Once Mr Slat's clean-up project started to take shape and garner media attention, experts came knocking on his door.

"Those most eager to help are the ones who see the problem first-hand, like sailors and divers," said The Ocean Cleanup's lead engineer Jan de Sonneville.

Though estimates vary, Greenpeace believes that, each year, 10 million tonnes of plastic end up in the ocean. Some 80 per cent comes from land, while the rest is from commercial ships that lose their cargo or dump illegally.
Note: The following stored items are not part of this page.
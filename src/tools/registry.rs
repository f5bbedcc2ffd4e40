//! 工具注册表
//!
//! 所有工具实现 Tool trait（name / description / parameters_schema / execute），
//! 由 ToolRegistry 按名注册与查找；ToolExecutor 在调用时加超时并输出审计日志。
//! execute 的 Err 保留给调用层失败，业务失败必须走 ToolOutcome。

use std::collections::HashMap;
use std::sync::Arc;

use async_trait::async_trait;
use serde_json::Value;

use crate::llm::ToolDefinition;
use crate::tools::ToolOutcome;

/// 工具 trait：名称、描述（供推理端理解）、参数 schema、异步执行（args 为 JSON）
#[async_trait]
pub trait Tool: Send + Sync {
    /// 工具名称（推理端调用时使用）
    fn name(&self) -> &str;

    /// 工具描述（供推理端理解功能）
    fn description(&self) -> &str;

    /// 参数 JSON Schema（供推理端生成正确的参数格式）
    /// 默认返回空对象，表示无参数或参数格式不限
    fn parameters_schema(&self) -> Value {
        serde_json::json!({
            "type": "object",
            "properties": {},
            "required": []
        })
    }

    /// 执行工具；Err 仅表示调用层失败（如参数无法解码），业务失败返回 ToolOutcome
    async fn execute(&self, args: Value) -> Result<ToolOutcome, String>;
}

/// 工具注册表：按名称存储 Arc<dyn Tool>，支持 register / get / tool_names / definitions
#[derive(Default)]
pub struct ToolRegistry {
    tools: HashMap<String, Arc<dyn Tool>>,
}

impl ToolRegistry {
    pub fn new() -> Self {
        Self::default()
    }

    pub fn register(&mut self, tool: impl Tool + 'static) {
        let name = tool.name().to_string();
        self.tools.insert(name, Arc::new(tool));
    }

    pub fn get(&self, name: &str) -> Option<Arc<dyn Tool>> {
        self.tools.get(name).cloned()
    }

    pub fn tool_names(&self) -> Vec<String> {
        let mut names: Vec<String> = self.tools.keys().cloned().collect();
        names.sort();
        names
    }

    /// 推理端可见的工具定义；allowed 非空时按白名单过滤
    pub fn definitions(&self, allowed: &[String]) -> Vec<ToolDefinition> {
        let mut defs: Vec<ToolDefinition> = self
            .tools
            .values()
            .filter(|t| allowed.is_empty() || allowed.iter().any(|a| a == t.name()))
            .map(|t| ToolDefinition {
                name: t.name().to_string(),
                description: t.description().to_string(),
                parameters: t.parameters_schema(),
            })
            .collect();
        defs.sort_by(|a, b| a.name.cmp(&b.name));
        defs
    }
}

#[cfg(test)]
mod tests {
    use super::*;
    use crate::tools::EchoTool;

    #[test]
    fn test_register_and_lookup() {
        let mut reg = ToolRegistry::new();
        reg.register(EchoTool);
        assert!(reg.get("echo").is_some());
        assert!(reg.get("missing").is_none());
        assert_eq!(reg.tool_names(), vec!["echo".to_string()]);
    }

    #[test]
    fn test_definitions_filtered() {
        let mut reg = ToolRegistry::new();
        reg.register(EchoTool);
        assert_eq!(reg.definitions(&[]).len(), 1);
        assert_eq!(reg.definitions(&["other".to_string()]).len(), 0);
        assert_eq!(reg.definitions(&["echo".to_string()]).len(), 1);
    }
}
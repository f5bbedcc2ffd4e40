//! 推理客户端抽象
//!
//! 所有后端（OpenAI 兼容 / Scripted Mock）实现 ReasoningClient：generate_action 返回
//! 文本或工具调用；generate_thought / assess_confidence 为审议协议的可选能力，
//! 默认不支持。Err 为调用层失败字符串，由 Runner 转为 AgentError::Llm（运行级致命）。

use async_trait::async_trait;

use crate::session::{Message, ToolCallRequest};

/// 推理端可见的工具定义（名称、描述、参数 JSON Schema）
#[derive(Clone, Debug)]
pub struct ToolDefinition {
    pub name: String,
    pub description: String,
    pub parameters: serde_json::Value,
}

/// 推理端选择的下一步动作
#[derive(Clone, Debug)]
pub enum Action {
    /// 自由文本回复
    Text(String),
    /// 结构化工具调用请求
    ToolCall(ToolCallRequest),
}

/// 思考阶段产物：内部推理轨迹 + 置信度 + 建议动作
#[derive(Clone, Debug)]
pub struct Thought {
    pub content: String,
    /// [0,1]
    pub confidence: f64,
    pub suggested_action: String,
}

/// 置信度评估的建议
#[derive(Clone, Copy, Debug, PartialEq, Eq)]
pub enum ConfidenceRecommendation {
    Proceed,
    Abort,
}

/// 对刚执行动作的置信度评估
#[derive(Clone, Debug)]
pub struct ConfidenceAssessment {
    /// [0,1]
    pub score: f64,
    pub recommendation: ConfidenceRecommendation,
    pub rationale: String,
}

/// 推理客户端 trait：生成动作（必需）与审议能力（可选）
#[async_trait]
pub trait ReasoningClient: Send + Sync {
    /// 给定完整对话与可见工具集，生成下一步动作
    async fn generate_action(
        &self,
        model: &str,
        system_prompt: &str,
        messages: &[Message],
        tools: &[ToolDefinition],
    ) -> Result<Action, String>;

    /// 行动前的内部思考；默认不支持
    async fn generate_thought(
        &self,
        _model: &str,
        _goal: &str,
        _messages: &[Message],
    ) -> Result<Thought, String> {
        Err("thought generation not supported".to_string())
    }

    /// 对刚执行动作的置信度评估；默认不支持
    async fn assess_confidence(
        &self,
        _model: &str,
        _goal: &str,
        _action_summary: &str,
    ) -> Result<ConfidenceAssessment, String> {
        Err("confidence assessment not supported".to_string())
    }

    /// 是否支持审议协议（thought / confidence 两个可选能力）
    fn supports_deliberation(&self) -> bool {
        false
    }
}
Pushed by currents, the plastic tends to accumulate in large patches, far out at sea. The biggest is the Great Pacific Garbage Patch, which Greenpeace says is the size of Texas. In addition to affecting birds, mammals and fish which swallow or entangle themselves in the plastic, the trash eventually breaks down into fragments, creating a toxic soup that enters the food chain.

This spring, The Ocean Cleanup released a 530-page feasibility study outlining the challenges and solutions of its proposal in great detail - from the legal implications of anchoring a garbage extractor in the Pacific to the ways that retrieved plastic can be recycled. Though much has been made of Mr Slat's youth, he seems to find nothing unusual in organising such an ambitious project.

"It wasn't like we planned on (my age) being a PR tool," he said.

But he did concede that it helped him gain access to experts during the early stages. "If I were 40 years old, I think it would have been a lot more difficult."